È prevista nelle prossime ore una chiamata tra il presidente americano Donald Trump e il suo omologo ucraino, Volodymyr Zelensky. Sul tavolo la decisione della Casa Bianca di interrompere nuovamente la fornitura di armi a Kiev, nonostante i rapporti tra le parti fossero migliorati rispetto a febbraio. Secondo il direttore politico del Pentagono Elbridge Colby, la decisione è stata presa per mettere al primo posto gli interessi americani e preservare gli arsenali del Pentagono, le cui scorte si starebbero abbassando in «modo preoccupante». Lo stop dovrebbe riguardare gran parte dei sistemi anti-missile: strumenti che hanno consentito all’Ucraina di reggere all’impatto degli incessanti bombardamenti russi. Le armi attese da Kiev rientravano nei pacchetti di aiuti autorizzati dall’ex presidente Joe Biden, e sebbene nessuna nuova spesa fosse stata autorizzata da Trump, le forniture erano continuate ad arrivare, a parte una breve pausa a marzo successiva alla discussione alla Casa Bianca tra Trump e Zelensky.

Donald Trump nella Situation Room durante l’attacco USA all’Iran. Fonte: Ansa
Un rischio non calcolato – Se la pausa forzata alle forniture di proiettili da 155 millimetri e dei sistemi portatili Stinger può essere risolta con l’impiego delle armi che l’Ucraina ha ricevuto dalle nuove forniture europee, il vero problema è quello dei Patriot Pac3, gli unici missili in grado di abbattere quelli balistici scagliati contro le città ucraine. Attualmente le otto batterie donate da Paesi della Ue formano la principale cupola protettiva ucraina ma in Europa non ne vengono prodotti e tutti gli eserciti hanno le scorte al minimo. La mancata nuova fornitura americana – che Trump aveva detto di star considerando durante il vertice Nato – potrebbe aggravare la situazione di Kiev, che attualmente non riesce a difendersi come un anno fa dagli attacchi russi. Secondo il confronto realizzato dal sito Svoboda tra il mese appena concluso e il giugno 2024, la percentuale di droni abbattuti è scesa dal 95 al 74 per cento; quella dei missili dal 74 al 50 per cento. Nel frattempo Mosca è passata da 332 droni scagliati un anno fa ai 5.438 di oggi, sedici volte di più.

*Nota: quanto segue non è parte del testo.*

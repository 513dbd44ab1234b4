//! Property value typing.
//!
//! Property payloads are untyped byte spans on the wire. Both decoders
//! classify them through [`infer_type`] so a value converted between the two
//! formats keeps its semantic type, and re-encoding goes through
//! [`reverse_type`] which trusts the already-decoded tag instead of re-running
//! the byte heuristics.

use core::fmt;
use core::str::from_utf8;

use alloc::string::{String, ToString};
use alloc::vec::Vec;

use crate::error::DevTreeError;
use crate::priv_util::SliceRead;

/// Byte order of a property payload's wire encoding.
///
/// Flattened trees store payloads big-endian, Apple trees little-endian.
#[derive(Debug, Clone, Copy, PartialEq, Eq)]
pub enum ByteOrder {
    Big,
    Little,
}

/// Semantic kinds a property payload can classify as.
#[derive(Debug, Clone, Copy, PartialEq, Eq)]
pub enum AdtValueKind {
    Empty,
    U32,
    U64,
    /// A cross-reference identifier. Wire-identical to [`AdtValueKind::U32`].
    Handle,
    Str,
    StrList,
    Bytes,
}

/// A decoded, semantically typed property value.
#[derive(Debug, Clone, PartialEq, Eq)]
pub enum AdtValue {
    Empty,
    U32(u32),
    U64(u64),
    Handle(u32),
    Str(String),
    StrList(Vec<String>),
    Bytes(Vec<u8>),
}

/// The closed table of well-known property names.
///
/// Names listed here classify to the same kind in both formats and in both
/// conversion directions, regardless of payload content.
fn well_known_type(name: &str) -> Option<AdtValueKind> {
    match name {
        "compatible" => Some(AdtValueKind::StrList),
        "model" | "status" | "name" => Some(AdtValueKind::Str),
        "phandle" | "AAPL,phandle" | "linux,phandle" => Some(AdtValueKind::Handle),
        "#size-cells" | "#address-cells" => Some(AdtValueKind::U32),
        _ => None,
    }
}

#[inline]
fn is_print(bytes: &[u8]) -> bool {
    bytes.iter().all(|&b| (0x20..=0x7e).contains(&b))
}

/// Classify a raw property payload.
///
/// Consults the well-known name table first, then falls back to byte
/// heuristics: a printable null-terminated span is a string, a bare 4-byte
/// span is guessed to be a u32, anything else stays opaque.
pub fn infer_type(name: &str, value: &[u8]) -> AdtValueKind {
    if let Some(kind) = well_known_type(name) {
        return kind;
    }
    if let Some((&0, head)) = value.split_last() {
        if is_print(head) {
            return AdtValueKind::Str;
        }
    }
    if value.len() == 4 {
        // Guesswork: nothing distinguishes a u32 from 4 opaque bytes.
        return AdtValueKind::U32;
    }
    AdtValueKind::Bytes
}

/// Classify an already-decoded value for re-encoding.
///
/// The well-known name table still wins; otherwise the value's own tag is
/// authoritative and no byte heuristics run.
pub fn reverse_type(name: &str, value: &AdtValue) -> AdtValueKind {
    if let Some(kind) = well_known_type(name) {
        return kind;
    }
    match value {
        AdtValue::Empty => AdtValueKind::Empty,
        AdtValue::U32(_) => AdtValueKind::U32,
        AdtValue::U64(_) => AdtValueKind::U64,
        AdtValue::Handle(_) => AdtValueKind::Handle,
        AdtValue::Str(_) => AdtValueKind::Str,
        AdtValue::StrList(_) => AdtValueKind::StrList,
        AdtValue::Bytes(_) => AdtValueKind::Bytes,
    }
}

impl AdtValue {
    /// Decode a classified payload.
    ///
    /// Fixed-width kinds require an exact payload length; strings are read up
    /// to their null terminator (or the payload end).
    pub fn decode(
        kind: AdtValueKind,
        raw: &[u8],
        order: ByteOrder,
    ) -> Result<AdtValue, DevTreeError> {
        match kind {
            AdtValueKind::Empty => Ok(AdtValue::Empty),
            AdtValueKind::U32 => Ok(AdtValue::U32(decode_u32(raw, order)?)),
            AdtValueKind::U64 => Ok(AdtValue::U64(decode_u64(raw, order)?)),
            AdtValueKind::Handle => Ok(AdtValue::Handle(decode_u32(raw, order)?)),
            AdtValueKind::Str => Ok(AdtValue::Str(decode_str(raw)?.to_string())),
            AdtValueKind::StrList => {
                let mut list = Vec::new();
                let mut off = 0;
                while off < raw.len() {
                    let end = raw[off..]
                        .iter()
                        .position(|&b| b == 0)
                        .map_or(raw.len(), |p| off + p);
                    list.push(from_utf8(&raw[off..end])?.to_string());
                    off = end + 1;
                }
                Ok(AdtValue::StrList(list))
            }
            AdtValueKind::Bytes => Ok(AdtValue::Bytes(raw.to_vec())),
        }
    }

    /// Encode this value as `kind`, appending the payload bytes to `out`.
    ///
    /// Strings regain their null terminators. A kind/tag mismatch (possible
    /// when a hand-built tree fights the well-known name table) is an error.
    pub fn encode(
        &self,
        kind: AdtValueKind,
        order: ByteOrder,
        out: &mut Vec<u8>,
    ) -> Result<(), DevTreeError> {
        match (kind, self) {
            (AdtValueKind::Empty, AdtValue::Empty) => Ok(()),
            (AdtValueKind::U32, AdtValue::U32(v)) | (AdtValueKind::Handle, AdtValue::Handle(v)) => {
                out.extend_from_slice(&order_bytes_u32(*v, order));
                Ok(())
            }
            (AdtValueKind::U64, AdtValue::U64(v)) => {
                out.extend_from_slice(&order_bytes_u64(*v, order));
                Ok(())
            }
            (AdtValueKind::Str, AdtValue::Str(s)) => {
                out.extend_from_slice(s.as_bytes());
                out.push(0);
                Ok(())
            }
            (AdtValueKind::StrList, AdtValue::StrList(list)) => {
                for s in list {
                    out.extend_from_slice(s.as_bytes());
                    out.push(0);
                }
                Ok(())
            }
            (AdtValueKind::Bytes, AdtValue::Bytes(b)) => {
                out.extend_from_slice(b);
                Ok(())
            }
            _ => Err(DevTreeError::ParseError),
        }
    }
}

fn decode_u32(raw: &[u8], order: ByteOrder) -> Result<u32, DevTreeError> {
    if raw.len() != 4 {
        return Err(DevTreeError::ParseError);
    }
    Ok(match order {
        ByteOrder::Big => raw.read_be_u32(0)?,
        ByteOrder::Little => raw.read_le_u32(0)?,
    })
}

fn decode_u64(raw: &[u8], order: ByteOrder) -> Result<u64, DevTreeError> {
    if raw.len() != 8 {
        return Err(DevTreeError::ParseError);
    }
    Ok(match order {
        ByteOrder::Big => raw.read_be_u64(0)?,
        ByteOrder::Little => raw.read_le_u64(0)?,
    })
}

fn decode_str(raw: &[u8]) -> Result<&str, DevTreeError> {
    let end = raw.iter().position(|&b| b == 0).unwrap_or(raw.len());
    Ok(from_utf8(&raw[..end])?)
}

fn order_bytes_u32(v: u32, order: ByteOrder) -> [u8; 4] {
    match order {
        ByteOrder::Big => v.to_be_bytes(),
        ByteOrder::Little => v.to_le_bytes(),
    }
}

fn order_bytes_u64(v: u64, order: ByteOrder) -> [u8; 8] {
    match order {
        ByteOrder::Big => v.to_be_bytes(),
        ByteOrder::Little => v.to_le_bytes(),
    }
}

/// Human-readable value rendering shared by `dump` and `diff` output.
impl fmt::Display for AdtValue {
    fn fmt(&self, f: &mut fmt::Formatter<'_>) -> fmt::Result {
        match self {
            AdtValue::Empty => write!(f, "<>"),
            AdtValue::U32(v) => write!(f, "{:#x}", v),
            AdtValue::U64(v) => write!(f, "{:#x}", v),
            AdtValue::Handle(v) => write!(f, "{:#x}", v),
            AdtValue::Str(s) => write!(f, "\"{}\"", s.replace('"', "\\\"")),
            AdtValue::StrList(list) => {
                let mut first = true;
                for s in list {
                    if !first {
                        write!(f, ", ")?;
                    }
                    first = false;
                    write!(f, "\"{}\"", s.replace('"', "\\\""))?;
                }
                Ok(())
            }
            AdtValue::Bytes(b) => {
                write!(f, "[")?;
                for byte in b {
                    write!(f, "{:02x}", byte)?;
                }
                write!(f, "]")
            }
        }
    }
}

Mosse e contromosse – «Prima l’America», così Anna Kelly, Deputy Press Secretary della Casa Bianca, ha commentato la decisione del Pentagono, facendo eco a Colby, che ha spiegato in una nota il motivo del provvedimento: «Il Dipartimento della Difesa continua a offrire al presidente solide opzioni per continuare a fornire aiuti militari all’Ucraina, in linea con il suo obiettivo di porre fine a questa tragica guerra. Allo stesso tempo, sta esaminando e adattando il proprio approccio per preservare le forze militari statunitensi». Da Kiev, a cui non era giunta comunicazione ufficiale della decisione americana, è arrivata la risposta di Zelensky, che ha convocato l’ambasciatore americano John Ginkel: «Stiamo chiarendo la situazione con gli Usa», ha detto il presidente ucraino.
Situazione militare – Mentre Mosca esulta («Meno armi fornite a Kiev, più si avvicina la fine dell’operazione speciale», ha detto Dmitrij Peskov, portavoce del Cremlino), si può fare una stima di quante armi siano rimaste all’Ucraina nel caso in cui la decisione americana sia definitiva. Secondo gli analisti, l’Ucraina ha armi per almeno due mesi, con oltre il 40 per cento della produzione fatta in casa. Ad aprile, mese del colloquio in Vaticano tra Zelensky e Trump, l’Europa ha superato ufficialmente gli Stati Uniti per spese militari a sostegno di Kiev, con 72 miliardi di euro in forniture belliche contro i 65 americani. Sempre ad aprile, Zelensky si era detto pronto a comprare 10 batterie di patriot per 15 miliardi dagli Stati Uniti, scalando i soldi dai profitti che verranno generati dall’accordo con Trump per lo sfruttamento delle terre rare. Un accordo che verrà probabilmente discusso nella chiamata che le parti stanno organizzando per le prossime ore.